LSI Learn Splunk India Labs and blueprints

Hands-on layer

Build evidence, not just notes.

These lab blueprints are designed to turn theory into demonstrable skill while keeping a home setup simple and security-conscious.

Foundation

Simple secure home-lab blueprint

Minimum setup

  • One local Splunk instance or training environment
  • Sample logs from Windows, Linux, or web applications
  • A notebook for searches, field meanings, and expected results
  • No public exposure of admin interfaces

Data sources worth practicing with

  • Windows authentication logs
  • Sysmon process creation data
  • Apache or Nginx access logs
  • DNS query logs if available

Exercises

Practical lab ideas

Lab 1: Failed logins

  • Question: which accounts fail most often and from where?
  • Output: ranked table, time trend, and alert threshold recommendation.
  • Skill focus: filtering, grouping, time analysis, false-positive thinking.

Lab 2: Web server health

  • Question: which hosts or paths produce the most 4xx and 5xx errors?
  • Output: dashboard with host, URI path, and status-code trends.
  • Skill focus: `stats`, `timechart`, prioritization.

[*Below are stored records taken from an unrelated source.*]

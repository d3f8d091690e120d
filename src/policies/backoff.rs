//! # Fibonacci backoff for reconnect attempts.
//!
//! [`BackoffPolicy`] holds the knobs, [`Backoff`] is the running state machine
//! owned by the supervisor loop.
//!
//! Each scheduled attempt waits for the sum of the two previous delays,
//! starting from [`BackoffPolicy::initial`] and saturating at
//! [`BackoffPolicy::max`]:
//!
//! ```text
//! initial=1s max=5s  →  1s, 1s, 2s, 3s, 5s, 5s, 5s, ...
//! ```
//!
//! [`Backoff::reset`] returns to the start of the sequence; the supervisor
//! calls it once per `ready`.
//!
//! # Example
//! ```rust
//! use std::time::Duration;
//! use elkvisor::{Backoff, BackoffPolicy, JitterPolicy};
//!
//! let policy = BackoffPolicy {
//!     initial: Duration::from_secs(1),
//!     max: Duration::from_secs(5),
//!     jitter: JitterPolicy::None,
//!     max_attempts: None,
//! };
//! let mut backoff = Backoff::new(policy);
//!
//! let delays: Vec<u64> = (0..7)
//!     .map(|_| backoff.next_step().unwrap().delay.as_secs())
//!     .collect();
//! assert_eq!(delays, vec![1, 1, 2, 3, 5, 5, 5]);
//! ```

use std::future::pending;
use std::pin::Pin;
use std::time::Duration;

use tokio::time::{self, Instant, Sleep};

use crate::error::SupervisorError;
use crate::policies::jitter::JitterPolicy;

/// Reconnect backoff policy.
#[derive(Clone, Copy, Debug, PartialEq)]
pub struct BackoffPolicy {
    /// Delay before the first retry after a reset.
    pub initial: Duration,
    /// Maximum delay cap.
    pub max: Duration,
    /// Jitter applied to each computed delay.
    pub jitter: JitterPolicy,
    /// Attempt ceiling; `None` retries forever at the capped delay.
    pub max_attempts: Option<u32>,
}

impl Default for BackoffPolicy {
    /// Returns a policy with:
    /// - `initial = 1s`;
    /// - `max = 30s`;
    /// - no jitter, no attempt ceiling.
    fn default() -> Self {
        Self {
            initial: Duration::from_secs(1),
            max: Duration::from_secs(30),
            jitter: JitterPolicy::None,
            max_attempts: None,
        }
    }
}

/// One scheduled attempt: its 1-based number and the delay before it fires.
#[derive(Clone, Copy, Debug, PartialEq, Eq)]
pub struct BackoffStep {
    /// Attempt number since the last reset (starting from 1).
    pub attempt: u32,
    /// Delay before the attempt fires.
    pub delay: Duration,
}

/// Running backoff state plus the single pending retry timer.
///
/// ### Rules
/// - At most one timer is armed at a time; [`Backoff::schedule`] while armed is a no-op.
/// - The attempt counter only moves when a timer is armed, never on connect failures.
/// - [`Backoff::cancel`] drops the timer; a cancelled attempt never fires.
pub struct Backoff {
    policy: BackoffPolicy,
    attempt: u32,
    /// Delay returned by the previous step (`ZERO` after reset).
    last: Duration,
    /// Uncapped delay the next step starts from.
    upcoming: Duration,
    timer: Option<Armed>,
}

struct Armed {
    sleep: Pin<Box<Sleep>>,
    step: BackoffStep,
}

impl Backoff {
    /// Creates a backoff at the start of its sequence.
    pub fn new(policy: BackoffPolicy) -> Self {
        Self {
            policy,
            attempt: 0,
            last: Duration::ZERO,
            upcoming: policy.initial,
            timer: None,
        }
    }

    /// Returns the policy this backoff was built from.
    pub fn policy(&self) -> &BackoffPolicy {
        &self.policy
    }

    /// Number of attempts scheduled since the last reset.
    pub fn attempts(&self) -> u32 {
        self.attempt
    }

    /// Zeroes the attempt count, returns the delay to `initial` and drops any pending timer.
    pub fn reset(&mut self) {
        self.attempt = 0;
        self.last = Duration::ZERO;
        self.upcoming = self.policy.initial;
        self.timer = None;
    }

    /// Computes the next step without arming a timer.
    ///
    /// Fails with [`SupervisorError::BackoffExhausted`] once `max_attempts` steps
    /// have been handed out since the last reset.
    pub fn next_step(&mut self) -> Result<BackoffStep, SupervisorError> {
        if let Some(limit) = self.policy.max_attempts {
            if self.attempt >= limit {
                return Err(SupervisorError::BackoffExhausted {
                    attempts: self.attempt,
                });
            }
        }

        let base = self.upcoming.min(self.policy.max);
        self.upcoming = self.upcoming.saturating_add(self.last);
        self.last = base;
        self.attempt = self.attempt.saturating_add(1);

        Ok(BackoffStep {
            attempt: self.attempt,
            delay: self.policy.jitter.apply(base, self.policy.max),
        })
    }

    /// Arms the retry timer for the next step.
    ///
    /// Returns `Ok(None)` if a timer is already pending.
    pub fn schedule(&mut self) -> Result<Option<BackoffStep>, SupervisorError> {
        if self.timer.is_some() {
            return Ok(None);
        }
        let step = self.next_step()?;
        self.timer = Some(Armed {
            sleep: Box::pin(time::sleep_until(Instant::now() + step.delay)),
            step,
        });
        Ok(Some(step))
    }

    /// True while a retry timer is armed.
    pub fn is_pending(&self) -> bool {
        self.timer.is_some()
    }

    /// Drops the pending timer, if any.
    pub fn cancel(&mut self) {
        self.timer = None;
    }

    /// Resolves when the armed timer fires and disarms it; pends forever when nothing is armed.
    ///
    /// Cancel-safe: dropping the future before it resolves keeps the timer armed.
    pub async fn elapsed(&mut self) -> BackoffStep {
        match self.timer.as_mut() {
            Some(armed) => {
                armed.sleep.as_mut().await;
                let step = armed.step;
                self.timer = None;
                step
            }
            None => pending().await,
        }
    }
}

Lab 3: Process anomaly review

  • Question: which executables are rare or running at suspicious times?
  • Output: rarity search plus analyst notes about likely noise.
  • Skill focus: field extraction, baselining, triage.

Lab 4: BOTS investigation

  • Question: can you follow the storyline of a simulated compromise?
  • Output: timeline, findings, and recommended containment steps.
  • Skill focus: hypothesis-driven search and report writing.

Capstones

Small projects worth showing

Operations-focused project

Build a service health dashboard that highlights HTTP errors, response anomalies, and outage signals by host and application path.

Security-focused project

Build an authentication monitoring pack with searches for password spraying, off-hours access, and repeated account lockouts.

Executive summary project

Create a one-page summary that explains what the data says, what matters now, and what should happen next.

Admin discipline project

Document a secure setup checklist covering access control, data onboarding standards, app hygiene, and exposure boundaries.